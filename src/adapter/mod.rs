//! Typed load/save/remove over a [`KeyValueStore`].
//!
//! The adapter turns a request for "the `T` stored under this custom key"
//! into a [`StorageKey`], runs the value through its [`Serializer`], and makes
//! a single call on the store.

mod error;

use std::borrow::Cow;
use std::sync::Arc;

use serde::Serialize;
use serde::de::DeserializeOwned;

use crate::codec::{JsonCodec, Serializer};
use crate::key::{KeyStrategy, StorageKey, type_name_of};
use crate::logging::{debug, info, trace};
use crate::store::KeyValueStore;

pub use error::AdapterError;

/// Typed persistence over a flat key-value store.
///
/// The adapter owns nothing but a shared handle to its store, its codec and
/// its key settings, so it is cheap to clone and safe to share as far as the
/// store itself is.
///
/// # Example
///
/// ```ignore
/// use kv_adapter::prelude::*;
///
/// #[derive(Serialize, Deserialize)]
/// struct Session { user_id: u64 }
///
/// let adapter = Adapter::new(MemoryStore::new());
///
/// adapter.save(Some(&Session { user_id: 22 }), None)?;
/// let session: Session = adapter.load(None)?;
///
/// // Stored under "current-session" instead of "KvAdapter.Session"
/// adapter.save(Some(&session), Some("current-session"))?;
///
/// adapter.remove::<Session>(None)?;
/// assert!(adapter.load_if_present::<Session>(None).is_none());
/// ```
pub struct Adapter<S: ?Sized, C = JsonCodec> {
    store: Arc<S>,
    codec: C,
    strategy: KeyStrategy,
    name: Option<Cow<'static, str>>,
}

impl<S: ?Sized, C: Clone> Clone for Adapter<S, C> {
    fn clone(&self) -> Self {
        Self {
            store: Arc::clone(&self.store),
            codec: self.codec.clone(),
            strategy: self.strategy,
            name: self.name.clone(),
        }
    }
}

impl<S: KeyValueStore> Adapter<S, JsonCodec> {
    /// Create an adapter owning `store`, with the current key strategy.
    pub fn new(store: S) -> Self {
        Self::shared(Arc::new(store))
    }
}

impl<S: KeyValueStore + ?Sized> Adapter<S, JsonCodec> {
    /// Create an adapter over a shared store, with the current key strategy.
    pub fn shared(store: Arc<S>) -> Self {
        Self {
            store,
            codec: JsonCodec,
            strategy: KeyStrategy::Current,
            name: None,
        }
    }

    /// Create an adapter over a shared store, with the legacy key strategy.
    pub fn legacy(store: Arc<S>) -> Self {
        Self::shared(store).with_strategy(KeyStrategy::Legacy)
    }
}

impl<S: KeyValueStore + ?Sized, C: Serializer> Adapter<S, C> {
    pub fn with_strategy(mut self, strategy: KeyStrategy) -> Self {
        self.strategy = strategy;
        self
    }

    /// Override the adapter name used as the first key component.
    pub fn with_name(mut self, name: impl Into<Cow<'static, str>>) -> Self {
        self.name = Some(name.into());
        self
    }

    /// Replace the codec, keeping store and key settings.
    pub fn with_codec<C2: Serializer>(self, codec: C2) -> Adapter<S, C2> {
        Adapter {
            store: self.store,
            codec,
            strategy: self.strategy,
            name: self.name,
        }
    }

    pub fn store(&self) -> &Arc<S> {
        &self.store
    }

    pub fn codec(&self) -> &C {
        &self.codec
    }

    pub fn strategy(&self) -> KeyStrategy {
        self.strategy
    }

    /// The adapter name: explicit if set, else the strategy's default.
    pub fn name(&self) -> &str {
        self.name
            .as_deref()
            .unwrap_or_else(|| self.strategy.default_adapter_name())
    }

    /// The key under which a `T` with this custom key is stored.
    pub fn storage_key<T: ?Sized>(&self, custom_key: Option<&str>) -> StorageKey {
        self.strategy
            .storage_key(self.name(), &type_name_of::<T>(), custom_key)
    }

    /// Load the `T` stored under the derived key.
    ///
    /// Fails with [`AdapterError::NotFound`] when no record exists and with
    /// [`AdapterError::Decoding`] when the stored bytes are not a valid `T`.
    pub fn load<T: DeserializeOwned>(&self, custom_key: Option<&str>) -> Result<T, AdapterError> {
        let key = self.storage_key::<T>(custom_key);
        trace!(key = %key, "loading record");

        let Some(bytes) = self.store.get(key.as_str())? else {
            return Err(AdapterError::NotFound(key));
        };

        match self.codec.decode(&bytes) {
            Ok(value) => Ok(value),
            Err(source) => Err(AdapterError::Decoding { key, source }),
        }
    }

    /// Like [`load`](Self::load), but any failure yields `None`.
    ///
    /// A record that exists but no longer decodes as `T` is reported the same
    /// way as a missing one. Use [`load`](Self::load) to tell them apart.
    pub fn load_if_present<T: DeserializeOwned>(&self, custom_key: Option<&str>) -> Option<T> {
        self.load(custom_key).ok()
    }

    /// Type-inferring variant of [`load`](Self::load).
    #[deprecated(note = "use `load::<T>` with an explicit type instead")]
    pub fn load_inferred<T: DeserializeOwned>(
        &self,
        custom_key: Option<&str>,
    ) -> Result<T, AdapterError> {
        self.load::<T>(custom_key)
    }

    /// Store `value`, overwriting any existing record. `None` removes it.
    pub fn save<T: Serialize + ?Sized>(
        &self,
        value: Option<&T>,
        custom_key: Option<&str>,
    ) -> Result<(), AdapterError> {
        let Some(value) = value else {
            return self.remove::<T>(custom_key);
        };

        let key = self.storage_key::<T>(custom_key);
        let bytes = match self.codec.encode(value) {
            Ok(bytes) => bytes,
            Err(source) => return Err(AdapterError::Encoding { key, source }),
        };

        debug!(key = %key, bytes = bytes.len(), "saving record");
        self.store.set(key.as_str(), &bytes)?;
        Ok(())
    }

    /// Delete the record for `T`. Succeeds when nothing is stored.
    pub fn remove<T: ?Sized>(&self, custom_key: Option<&str>) -> Result<(), AdapterError> {
        let key = self.storage_key::<T>(custom_key);
        debug!(key = %key, "removing record");
        self.store.remove(key.as_str())?;
        Ok(())
    }

    /// Delete every stored key containing `T`'s type name, returning how many
    /// were removed.
    ///
    /// Matching is by substring over *all* keys in the store, so removing
    /// `User` also removes `KvAdapter.UserProfile` and any custom key that
    /// happens to contain `User`. Records saved for `T` under custom keys that
    /// do not contain the name are left in place.
    ///
    /// Only available with [`KeyStrategy::Current`].
    pub fn remove_all<T: ?Sized>(&self) -> Result<usize, AdapterError> {
        if !self.strategy.supports_remove_all() {
            return Err(AdapterError::Unsupported {
                operation: "remove_all",
                strategy: self.strategy,
            });
        }

        let type_name = type_name_of::<T>();
        let mut removed = 0;

        for key in self.store.all_keys()? {
            if key.contains(type_name.as_str()) {
                trace!(key = %key, "removing matching record");
                self.store.remove(&key)?;
                removed += 1;
            }
        }

        info!(type_name = %type_name, removed = removed, "removed all records of type");
        Ok(removed)
    }
}

#[cfg(feature = "fjall")]
mod standard {
    use super::*;
    use crate::config::AdapterConfig;
    use crate::store::{FjallStore, StoreError};

    impl Adapter<FjallStore, JsonCodec> {
        /// Adapter over the process-wide standard store.
        ///
        /// See [`FjallStore::standard`] for where that store lives.
        pub fn standard() -> Result<Self, StoreError> {
            Ok(Self::shared(FjallStore::standard()?))
        }

        /// Open the configured store and apply the configured key settings.
        pub fn from_config(config: &AdapterConfig) -> Result<Self, StoreError> {
            let store = FjallStore::open_suite(&config.store.path, &config.store.suite)?;
            let adapter = Self::new(store).with_strategy(config.adapter.strategy);

            Ok(match &config.adapter.name {
                Some(name) => adapter.with_name(name.clone()),
                None => adapter,
            })
        }
    }
}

**Problem description:** Nothing above should be left out. Print all the records exactly.

**Solution for this task:**
filename src/adapter/mod.rs
//! Typed load/save/remove over a [`KeyValueStore`].
//!
//! The adapter turns a request for "the `T` stored under this custom key"
//! into a [`StorageKey`], runs the value through its [`Serializer`], and makes
//! a single call on the store.

mod error;

use std::borrow::Cow;
use std::sync::Arc;

use serde::Serialize;
use serde::de::DeserializeOwned;

use crate::codec::{JsonCodec, Serializer};
use crate::key::{KeyStrategy, StorageKey, type_name_of};
use crate::logging::{debug, info, trace};
use crate::store::KeyValueStore;

pub use error::AdapterError;

/// Typed persistence over a flat key-value store.
///
/// The adapter owns nothing but a shared handle to its store, its codec and
/// its key settings, so it is cheap to clone and safe to share as far as the
/// store itself is.
///
/// # Example
///
/// ```ignore
/// use kv_adapter::prelude::*;
///
/// #[derive(Serialize, Deserialize)]
/// struct Session { user_id: u64 }
///
/// let adapter = Adapter::new(MemoryStore::new());
///
/// adapter.save(Some(&Session { user_id: 22 }), None)?;
/// let session: Session = adapter.load(None)?;
///
/// // Stored under "current-session" instead of "KvAdapter.Session"
/// adapter.save(Some(&session), Some("current-session"))?;
///
/// adapter.remove::<Session>(None)?;
/// assert!(adapter.load_if_present::<Session>(None).is_none());
/// ```
pub struct Adapter<S: ?Sized, C = JsonCodec> {
    store: Arc<S>,
    codec: C,
    strategy: KeyStrategy,
    name: Option<Cow<'static, str>>,
}

impl<S: ?Sized, C: Clone> Clone for Adapter<S, C> {
    fn clone(&self) -> Self {
        Self {
            store: Arc::clone(&self.store),
            codec: self.codec.clone(),
            strategy: self.strategy,
            name: self.name.clone(),
        }
    }
}

impl<S: KeyValueStore> Adapter<S, JsonCodec> {
    /// Create an adapter owning `store`, with the current key strategy.
    pub fn new(store: S) -> Self {
        Self::shared(Arc::new(store))
    }
}

impl<S: KeyValueStore + ?Sized> Adapter<S, JsonCodec> {
    /// Create an adapter over a shared store, with the current key strategy.
    pub fn shared(store: Arc<S>) -> Self {
        Self {
            store,
            codec: JsonCodec,
            strategy: KeyStrategy::Current,
            name: None,
        }
    }

    /// Create an adapter over a shared store, with the legacy key strategy.
    pub fn legacy(store: Arc<S>) -> Self {
        Self::shared(store).with_strategy(KeyStrategy::Legacy)
    }
}

impl<S: KeyValueStore + ?Sized, C: Serializer> Adapter<S, C> {
    pub fn with_strategy(mut self, strategy: KeyStrategy) -> Self {
        self.strategy = strategy;
        self
    }

    /// Override the adapter name used as the first key component.
    pub fn with_name(mut self, name: impl Into<Cow<'static, str>>) -> Self {
        self.name = Some(name.into());
        self
    }

    /// Replace the codec, keeping store and key settings.
    pub fn with_codec<C2: Serializer>(self, codec: C2) -> Adapter<S, C2> {
        Adapter {
            store: self.store,
            codec,
            strategy: self.strategy,
            name: self.name,
        }
    }

    pub fn store(&self) -> &Arc<S> {
        &self.store
    }

    pub fn codec(&self) -> &C {
        &self.codec
    }

    pub fn strategy(&self) -> KeyStrategy {
        self.strategy
    }

    /// The adapter name: explicit if set, else the strategy's default.
    pub fn name(&self) -> &str {
        self.name
            .as_deref()
            .unwrap_or_else(|| self.strategy.default_adapter_name())
    }

    /// The key under which a `T` with this custom key is stored.
    pub fn storage_key<T: ?Sized>(&self, custom_key: Option<&str>) -> StorageKey {
        self.strategy
            .storage_key(self.name(), &type_name_of::<T>(), custom_key)
    }

    /// Load the `T` stored under the derived key.
    ///
    /// Fails with [`AdapterError::NotFound`] when no record exists and with
    /// [`AdapterError::Decoding`] when the stored bytes are not a valid `T`.
    pub fn load<T: DeserializeOwned>(&self, custom_key: Option<&str>) -> Result<T, AdapterError> {
        let key = self.storage_key::<T>(custom_key);
        trace!(key = %key, "loading record");

        let Some(bytes) = self.store.get(key.as_str())? else {
            return Err(AdapterError::NotFound(key));
        };

        match self.codec.decode(&bytes) {
            Ok(value) => Ok(value),
            Err(source) => Err(AdapterError::Decoding { key, source }),
        }
    }

    /// Like [`load`](Self::load), but any failure yields `None`.
    ///
    /// A record that exists but no longer decodes as `T` is reported the same
    /// way as a missing one. Use [`load`](Self::load) to tell them apart.
    pub fn load_if_present<T: DeserializeOwned>(&self, custom_key: Option<&str>) -> Option<T> {
        self.load(custom_key).ok()
    }

    /// Type-inferring variant of [`load`](Self::load).
    #[deprecated(note = "use `load::<T>` with an explicit type instead")]
    pub fn load_inferred<T: DeserializeOwned>(
        &self,
        custom_key: Option<&str>,
    ) -> Result<T, AdapterError> {
        self.load::<T>(custom_key)
    }

    /// Store `value`, overwriting any existing record. `None` removes it.
    pub fn save<T: Serialize + ?Sized>(
        &self,
        value: Option<&T>,
        custom_key: Option<&str>,
    ) -> Result<(), AdapterError> {
        let Some(value) = value else {
            return self.remove::<T>(custom_key);
        };

        let key = self.storage_key::<T>(custom_key);
        let bytes = match self.codec.encode(value) {
            Ok(bytes) => bytes,
            Err(source) => return Err(AdapterError::Encoding { key, source }),
        };

        debug!(key = %key, bytes = bytes.len(), "saving record");
        self.store.set(key.as_str(), &bytes)?;
        Ok(())
    }

    /// Delete the record for `T`. Succeeds when nothing is stored.
    pub fn remove<T: ?Sized>(&self, custom_key: Option<&str>) -> Result<(), AdapterError> {
        let key = self.storage_key::<T>(custom_key);
        debug!(key = %key, "removing record");
        self.store.remove(key.as_str())?;
        Ok(())
    }

    /// Delete every stored key containing `T`'s type name, returning how many
    /// were removed.
    ///
    /// Matching is by substring over *all* keys in the store, so removing
    /// `User` also removes `KvAdapter.UserProfile` and any custom key that
    /// happens to contain `User`. Records saved for `T` under custom keys that
    /// do not contain the name are left in place.
    ///
    /// Only available with [`KeyStrategy::Current`].
    pub fn remove_all<T: ?Sized>(&self) -> Result<usize, AdapterError> {
        if !self.strategy.supports_remove_all() {
            return Err(AdapterError::Unsupported {
                operation: "remove_all",
                strategy: self.strategy,
            });
        }

        let type_name = type_name_of::<T>();
        let mut removed = 0;

        for key in self.store.all_keys()? {
            if key.contains(type_name.as_str()) {
                trace!(key = %key, "removing matching record");
                self.store.remove(&key)?;
                removed += 1;
            }
        }

        info!(type_name = %type_name, removed = removed, "removed all records of type");
        Ok(removed)
    }
}

#[cfg(feature = "fjall")]
mod standard {
    use super::*;
    use crate::config::AdapterConfig;
    use crate::store::{FjallStore, StoreError};

    impl Adapter<FjallStore, JsonCodec> {
        /// Adapter over the process-wide standard store.
        ///
        /// See [`FjallStore::standard`] for where that store lives.
        pub fn standard() -> Result<Self, StoreError> {
            Ok(Self::shared(FjallStore::standard()?))
        }

        /// Open the configured store and apply the configured key settings.
        pub fn from_config(config: &AdapterConfig) -> Result<Self, StoreError> {
            let store = FjallStore::open_suite(&config.store.path, &config.store.suite)?;
            let adapter = Self::new(store).with_strategy(config.adapter.strategy);

            Ok(match &config.adapter.name {
                Some(name) => adapter.with_name(name.clone()),
                None => adapter,
            })
        }
    }
}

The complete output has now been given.